PROBLEM TO SOLVE:
Scan the lines below; pull out those with "stack".

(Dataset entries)

----

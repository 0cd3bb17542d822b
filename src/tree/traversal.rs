//! Child ordering shared by both walk entry points.

use crate::stack::Stack;
use crate::storage::{Metadata, Storage};

/// Move all directories ahead of all non-directories.
///
/// The sort is stable, so entries of the same kind keep the order the
/// storage listed them in.
pub fn order_children<M: Metadata>(children: &mut [M]) {
    children.sort_by_key(|entry| !entry.is_dir());
}

/// Push child paths so that popping yields them in `children` order.
pub fn push_children<S: Storage>(
    stack: &mut Stack<String>,
    storage: &S,
    parent: &str,
    children: &[S::Metadata],
) {
    for child in children.iter().rev() {
        stack.push(storage.join(parent, child.name()));
    }
}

----

SOLUTION TO THIS PROBLEM:
use crate::stack::Stack;
    stack: &mut Stack<String>,
        stack.push(storage.join(parent, child.name()));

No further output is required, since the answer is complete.